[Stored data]
━━━━━━━━━━━━━━━━━━━━━━━━━━━━━━

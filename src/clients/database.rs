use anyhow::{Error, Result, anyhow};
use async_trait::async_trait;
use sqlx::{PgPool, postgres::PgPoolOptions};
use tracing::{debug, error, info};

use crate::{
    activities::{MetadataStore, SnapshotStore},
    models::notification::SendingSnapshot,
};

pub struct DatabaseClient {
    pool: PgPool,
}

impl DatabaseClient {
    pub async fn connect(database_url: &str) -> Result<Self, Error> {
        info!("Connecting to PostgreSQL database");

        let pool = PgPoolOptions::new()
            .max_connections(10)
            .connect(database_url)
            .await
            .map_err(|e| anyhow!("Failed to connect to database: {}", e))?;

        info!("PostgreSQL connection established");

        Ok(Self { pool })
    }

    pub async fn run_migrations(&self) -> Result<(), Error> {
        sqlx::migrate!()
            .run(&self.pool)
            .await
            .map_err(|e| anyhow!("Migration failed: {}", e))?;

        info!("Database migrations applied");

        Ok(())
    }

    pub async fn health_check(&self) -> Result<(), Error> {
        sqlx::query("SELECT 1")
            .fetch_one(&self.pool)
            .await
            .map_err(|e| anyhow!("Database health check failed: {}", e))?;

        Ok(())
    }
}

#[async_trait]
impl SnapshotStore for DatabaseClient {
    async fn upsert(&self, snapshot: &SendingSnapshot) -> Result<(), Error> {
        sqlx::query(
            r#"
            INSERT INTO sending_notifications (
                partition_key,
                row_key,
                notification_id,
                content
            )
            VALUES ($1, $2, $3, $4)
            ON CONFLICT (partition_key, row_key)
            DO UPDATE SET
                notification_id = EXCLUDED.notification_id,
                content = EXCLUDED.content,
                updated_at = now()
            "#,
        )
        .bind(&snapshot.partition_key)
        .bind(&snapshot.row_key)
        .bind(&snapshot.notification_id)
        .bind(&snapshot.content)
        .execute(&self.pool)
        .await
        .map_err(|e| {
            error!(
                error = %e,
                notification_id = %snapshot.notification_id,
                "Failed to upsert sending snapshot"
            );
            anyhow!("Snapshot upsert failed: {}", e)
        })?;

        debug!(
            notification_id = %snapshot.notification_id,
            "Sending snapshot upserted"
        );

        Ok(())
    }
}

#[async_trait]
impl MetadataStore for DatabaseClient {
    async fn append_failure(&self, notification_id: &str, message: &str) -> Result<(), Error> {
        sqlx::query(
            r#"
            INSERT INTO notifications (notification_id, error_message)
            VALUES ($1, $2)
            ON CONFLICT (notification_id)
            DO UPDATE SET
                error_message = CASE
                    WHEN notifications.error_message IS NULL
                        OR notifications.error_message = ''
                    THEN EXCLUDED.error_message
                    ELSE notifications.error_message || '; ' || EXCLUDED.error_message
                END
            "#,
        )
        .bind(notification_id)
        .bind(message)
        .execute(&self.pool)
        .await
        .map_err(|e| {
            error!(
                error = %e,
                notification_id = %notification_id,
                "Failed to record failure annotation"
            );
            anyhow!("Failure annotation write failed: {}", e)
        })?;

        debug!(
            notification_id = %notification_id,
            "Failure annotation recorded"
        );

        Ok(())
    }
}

━━━━━━━━━━━━━━━━━━━━━━━━━━━━━━

Try it:
Make a copy of each line in the records that has the word "MetadataStore".

Completed task:
    activities::{MetadataStore, SnapshotStore},
impl MetadataStore for DatabaseClient {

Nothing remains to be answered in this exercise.